Judith Barath creates art that engages the senses. The rhythmic movements and overlapping shapes throughout her pieces invite the viewer into an exciting and expressive world of art. Her symmetrical art is truly enticing, especially due to the lack of colors and focus on shapes that form creatures within. Art uses symmetry to create balance, harmony, order, and aesthetics. Symmetry is present in the world around us, so our brains are naturally wired to recognize it. Gestalt's human behavior theory explores this phenomenon in great detail. Symmetry or its lack thereof, can produce emotions in the viewer, which an artist takes advantage of when creating art. It can produce calmness, pleasure, commotion, discontentment, and uniqueness. Judith Barath creates symmetry using design techniques that produce creatures and their faces on canvas. Barath's designs are created from familiar objects and recognizable shapes, such as staircases, building structures, beach waves, and tire tracks. But these structural designs generate faces of creatures with facial features and a uniquely eerie quality, making these creations so captivating. The type of symmetry used by Barath is primarily known as Reflection Symmetry. Reflection or bilateral symmetry produces a mirror effect to produce shapes and patterns. Interestingly, faces also tend to be bilateral in nature. This doesn't just include human faces. It also includes faces of bugs and animals, which Barath has skillfully achieved in her art by playing with images and making them come alive. |
Another factor that is important when considering symmetry is that it is vertical instead of horizontal. It is difficult for the human eye to create patterns of facial features in horizontal symmetries. Barath has kept this factor in mind when producing these images and has kept the central axis of the reflection symmetry vertical.

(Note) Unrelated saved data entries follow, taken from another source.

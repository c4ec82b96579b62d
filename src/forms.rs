//! Explicit form validation. Each form has a `validate` method returning the
//! cleaned data or the per-field errors used to redisplay the form.

use serde::Deserialize;

pub const MAX_TITLE_LENGTH: usize = 255;
pub const MAX_MESSAGE_LENGTH: usize = 4000;

#[derive(Debug, Default)]
pub struct FieldErrors(Vec<(&'static str, String)>);

impl FieldErrors {
    fn push(&mut self, field: &'static str, message: impl Into<String>) {
        self.0.push((field, message.into()));
    }

    pub fn is_empty(&self) -> bool {
        self.0.is_empty()
    }

    /// First error recorded for a field, if any.
    pub fn for_field(&self, field: &str) -> Option<&str> {
        self.0
            .iter()
            .find(|(f, _)| *f == field)
            .map(|(_, m)| m.as_str())
    }
}

fn check_message(errors: &mut FieldErrors, message: &str) {
    if message.is_empty() {
        errors.push("message", "Message cannot be empty");
    } else if message.chars().count() > MAX_MESSAGE_LENGTH {
        errors.push(
            "message",
            format!("Message too long (max {MAX_MESSAGE_LENGTH} chars)"),
        );
    }
}

#[derive(Debug, Default, Deserialize)]
pub struct NewTopicForm {
    pub title: String,
    pub message: String,
}

#[derive(Debug)]
pub struct NewTopicData {
    pub title: String,
    pub message: String,
}

impl NewTopicForm {
    pub fn validate(&self) -> Result<NewTopicData, FieldErrors> {
        let mut errors = FieldErrors::default();
        let title = self.title.trim();
        let message = self.message.trim();
        if title.is_empty() {
            errors.push("title", "Title cannot be empty");
        } else if title.chars().count() > MAX_TITLE_LENGTH {
            errors.push("title", format!("Title too long (max {MAX_TITLE_LENGTH} chars)"));
        }
        check_message(&mut errors, message);
        if errors.is_empty() {
            Ok(NewTopicData {
                title: title.to_string(),
                message: message.to_string(),
            })
        } else {
            Err(errors)
        }
    }
}

#[derive(Debug, Default, Deserialize)]
pub struct PostForm {
    pub message: String,
}

#[derive(Debug)]
pub struct PostData {
    pub message: String,
}

impl PostForm {
    pub fn validate(&self) -> Result<PostData, FieldErrors> {
        let mut errors = FieldErrors::default();
        let message = self.message.trim();
        check_message(&mut errors, message);
        if errors.is_empty() {
            Ok(PostData {
                message: message.to_string(),
            })
        } else {
            Err(errors)
        }
    }
}

#[cfg(test)]
mod tests {
    use super::*;

    #[test]
    fn trims_and_accepts_valid_topic() {
        let form = NewTopicForm {
            title: "  Hello  ".into(),
            message: " World ".into(),
        };
        let data = form.validate().unwrap();
        assert_eq!(data.title, "Hello");
        assert_eq!(data.message, "World");
    }

    #[test]
    fn rejects_empty_fields() {
        let form = NewTopicForm {
            title: "   ".into(),
            message: String::new(),
        };
        let errors = form.validate().unwrap_err();
        assert_eq!(errors.for_field("title"), Some("Title cannot be empty"));
        assert_eq!(errors.for_field("message"), Some("Message cannot be empty"));
    }

    #[test]
    fn rejects_overlong_title() {
        let form = NewTopicForm {
            title: "x".repeat(MAX_TITLE_LENGTH + 1),
            message: "ok".into(),
        };
        let errors = form.validate().unwrap_err();
        assert!(errors.for_field("title").unwrap().starts_with("Title too long"));
        assert_eq!(errors.for_field("message"), None);
    }

    #[test]
    fn rejects_overlong_message() {
        let form = PostForm {
            message: "x".repeat(MAX_MESSAGE_LENGTH + 1),
        };
        assert!(form.validate().is_err());
    }
}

Additionally, Barath has also used rotational symmetry in her art. This is the effect that creates shapes that seem like eyes to the viewer. Staircases are naturally rotational in nature. Barath has used this inherent quality to generate spooky and ominous designs that draw the eye to the center of the art. The gradual change of color from bright to dark creates a sense of depth as the stairs descend into nothingness.
The contrast of these two themes is indeed amusing and inspiring. Barath generates the facial features of bugs by manipulating structural and architectural designs, indicating the collision of two extremely different themes.
Generally, bugs and other creatures have no place in building structures and are alien to the corporate or industrial world. But Barath has managed to somehow romanticize these two together in her art; one from the world created by man and one from the natural world.
It is the mark of a truly phenomenal artist to create such a union between two inherently opposing themes.